Last week we ended up with an exchange rate of 2.6645.  By the end of Monday you would have been rubbing your eyes with disbelief, because that had soared up to an amazing 2.7201.  Could there be more to come, or would we now lose all the gains we'd made in a single day?

Well on Tuesday we got our answer – and it was almost as if someone was playing with the figures.  The closing rate on that second day of the week was 2.7580.  But if that wasn't enough, the biggest jump was yet to come.

By the end of trading the following day, there was an even bigger leap up to 2.8787.  Could we actually hang on to any of this rise in the exchange rate?

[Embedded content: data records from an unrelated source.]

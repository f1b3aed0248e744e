//! Focus session records.

use chrono::{DateTime, Local, NaiveDate, Utc};
use serde::{Deserialize, Serialize};

/// How a focus session ended.
///
/// Serialized as `Completed` / `Failed`, matching the hosted document
/// store's `status` field.
#[derive(Debug, Clone, Copy, PartialEq, Eq, Hash, Serialize, Deserialize)]
pub enum SessionOutcome {
    Completed,
    Failed,
}

impl SessionOutcome {
    pub fn as_str(&self) -> &'static str {
        match self {
            SessionOutcome::Completed => "Completed",
            SessionOutcome::Failed => "Failed",
        }
    }

    /// Parse the wire/storage representation. Unknown strings are rejected.
    pub fn parse(s: &str) -> Option<Self> {
        match s {
            "Completed" => Some(SessionOutcome::Completed),
            "Failed" => Some(SessionOutcome::Failed),
            _ => None,
        }
    }
}

/// One recorded focus session.
///
/// `duration_min` is the planned length in minutes; `time_planted_secs`
/// is always `duration_min * 60` and exists because the hosted store
/// carries it as a separate field.
#[derive(Debug, Clone, PartialEq, Serialize, Deserialize)]
pub struct FocusSession {
    pub id: String,
    pub owner_id: String,
    pub outcome: SessionOutcome,
    pub duration_min: u32,
    pub recorded_at: DateTime<Utc>,
    pub time_planted_secs: u64,
}

impl FocusSession {
    /// Build a new record stamped with the current time.
    pub fn new(owner_id: &str, outcome: SessionOutcome, duration_min: u32) -> Self {
        Self {
            id: uuid::Uuid::new_v4().to_string(),
            owner_id: owner_id.to_string(),
            outcome,
            duration_min,
            recorded_at: Utc::now(),
            time_planted_secs: u64::from(duration_min) * 60,
        }
    }

    /// Calendar day of this session in the user's local timezone.
    /// Streaks and date filters operate on local days, not UTC days.
    pub fn local_day(&self) -> NaiveDate {
        self.recorded_at.with_timezone(&Local).date_naive()
    }
}

#[cfg(test)]
mod tests {
    use super::*;
    use chrono::TimeZone;

    #[test]
    fn new_session_derives_planted_seconds() {
        let s = FocusSession::new("user-1", SessionOutcome::Completed, 25);
        assert_eq!(s.time_planted_secs, 25 * 60);
        assert_eq!(s.outcome, SessionOutcome::Completed);
        assert!(!s.id.is_empty());
    }

    #[test]
    fn outcome_round_trips_wire_spelling() {
        assert_eq!(SessionOutcome::Completed.as_str(), "Completed");
        assert_eq!(SessionOutcome::Failed.as_str(), "Failed");
        assert_eq!(
            SessionOutcome::parse("Completed"),
            Some(SessionOutcome::Completed)
        );
        assert_eq!(SessionOutcome::parse("failed"), None);
        assert_eq!(SessionOutcome::parse(""), None);
    }

    #[test]
    fn outcome_serde_uses_capitalized_variants() {
        let json = serde_json::to_string(&SessionOutcome::Failed).unwrap();
        assert_eq!(json, "\"Failed\"");
        let back: SessionOutcome = serde_json::from_str("\"Completed\"").unwrap();
        assert_eq!(back, SessionOutcome::Completed);
    }

    #[test]
    fn local_day_uses_local_timezone() {
        let noon_local = Local.with_ymd_and_hms(2025, 3, 10, 12, 0, 0).unwrap();
        let s = FocusSession {
            id: "s1".into(),
            owner_id: "user-1".into(),
            outcome: SessionOutcome::Completed,
            duration_min: 25,
            recorded_at: noon_local.with_timezone(&Utc),
            time_planted_secs: 1500,
        };
        assert_eq!(s.local_day(), NaiveDate::from_ymd_opt(2025, 3, 10).unwrap());
    }
}
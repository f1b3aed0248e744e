use clap::{Parser, Subcommand};

mod commands;

#[derive(Parser)]
#[command(name = "evergreen", version, about = "Evergreen Focus CLI")]
struct Cli {
    #[command(subcommand)]
    command: Commands,
}

#[derive(Subcommand)]
enum Commands {
    /// Focus timer control
    Focus {
        #[command(subcommand)]
        action: commands::focus::FocusAction,
    },
    /// Recorded sessions and streaks
    History {
        #[command(subcommand)]
        action: commands::history::HistoryAction,
    },
    /// Account management
    Auth {
        #[command(subcommand)]
        action: commands::auth::AuthAction,
    },
    /// Preference management
    Prefs {
        #[command(subcommand)]
        action: commands::prefs::PrefsAction,
    },
    /// Remote mirror upload and download
    Sync {
        #[command(subcommand)]
        action: commands::sync::SyncAction,
    },
    /// Print the overall app state as JSON
    Status,
}

fn main() {
    init_logging();

    let cli = Cli::parse();
    let result = match cli.command {
        Commands::Focus { action } => commands::focus::run(action),
        Commands::History { action } => commands::history::run(action),
        Commands::Auth { action } => commands::auth::run(action),
        Commands::Prefs { action } => commands::prefs::run(action),
        Commands::Sync { action } => commands::sync::run(action),
        Commands::Status => commands::status::run(),
    };

    if let Err(e) = result {
        eprintln!("error: {e}");
        std::process::exit(1);
    }
}

/// Logs go to stderr so JSON output on stdout stays parseable.
fn init_logging() {
    let filter = tracing_subscriber::EnvFilter::try_from_default_env()
        .unwrap_or_else(|_| tracing_subscriber::EnvFilter::new("warn"));
    let _ = tracing_subscriber::fmt()
        .with_env_filter(filter)
        .with_writer(std::io::stderr)
        .try_init();
}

Perhaps not surprisingly Thursday brought a slight redressing of the balance, as it slipped back to 2.7983.  But there was no need to worry here – Friday night saw the pound claiming a healthy 2.8417 New Zealand dollars.  That equates to a rise of 0.1772 – nearly eighteen cents more than it had been this time last week.  How could this last, we wonder?  We'll see next week.

So let's see whether we had such a good time in Australia.  The two countries can sometimes mirror each other in terms of the tussles they have with the British pound.  If the performance in New Zealand is anything to go by we could expect a chance at a healthy increase in the exchange rate with Australia as well.

We left the rate at 2.2717 the week before, after gaining nearly five cents that week.  But by the end of Monday, 2.3574 was the figure we were staring at – and not surprisingly with a sense of disbelief.  Could we be about to see the New Zealand delights happening again here?

The answer came on Tuesday, as we claimed 2.4168 Australian dollars by the end of the day.  And there was more to come.

In fact the next jump up was mind bogglingly big.  Because just twenty four hours after we hit 2.4168, we were looking at a figure of 2.5639.  Could this go any higher?

When it dipped back down to 2.4702 the next day, it seemed like common sense had finally kicked in.  But don't be so sure.  Because by the time the week ended, the exchange rate between the British pound and the Australian dollar had jumped back up to 2.5736.  That's a jump of 0.3019 in a single week – thirty cents higher than the week before.

That isn't just good – it's positively alarming.  What will happen next in these turbulent money markets? 

We'll be back next week to find out.

Notable events in the world of currency


Iceland feels the pressure

The world is packed with sweepingly big events at the moment, which was seen by the crisis concerning the banking system in Iceland.

An exchange rate of 0.0050 against the Euro for the Icelandic krona on the 7th of October dropped to 0.0032 just two days later.  Such is the nature of the banking crisis currently going on.

Big inflation rates to come in the future?

There is speculation that rescue plans to keep the banks afloat may not be the best way forward in the long run. 

While everyone knows we should ideally keep inflation low, it could go in the opposite direction when the dust settles.  Let's hope for once the experts are wrong.

Rupee takes a tumble

No individual currency was alone in losing value last week.  The rupee was seen to hit its lowest ever level.

But it has many problems as well as dealing with its part in the global crisis, so there is a long road to negotiate before things will get better.

If you want to keep up with the latest headlines regarding the currency markets and the banking crisis, visit MSN.  The money section of their website is comprehensive and up to date, and can be found at  The best part of this site is that it explains things clearly and regularly updates the news itself.

It certainly seems as if the key words for the current climate are bailouts and takeovers.  These certainly do have a big effect on the markets, and as such they can be expected to affect exchange rates.

We have seen that big rises and drops in a single day are more than possible.  And we have seen it this week more than any other.  We can't remember a time when there has been this much uncertainty and worry over the future.

But what can be done except to wait and see what happens next?  We will certainly still be watching next week and reporting the latest events to you.  And who knows what they will be?

One thing is clear though.  There is no clear path out of this situation anytime soon.  And that means there will be yet more revelations to come.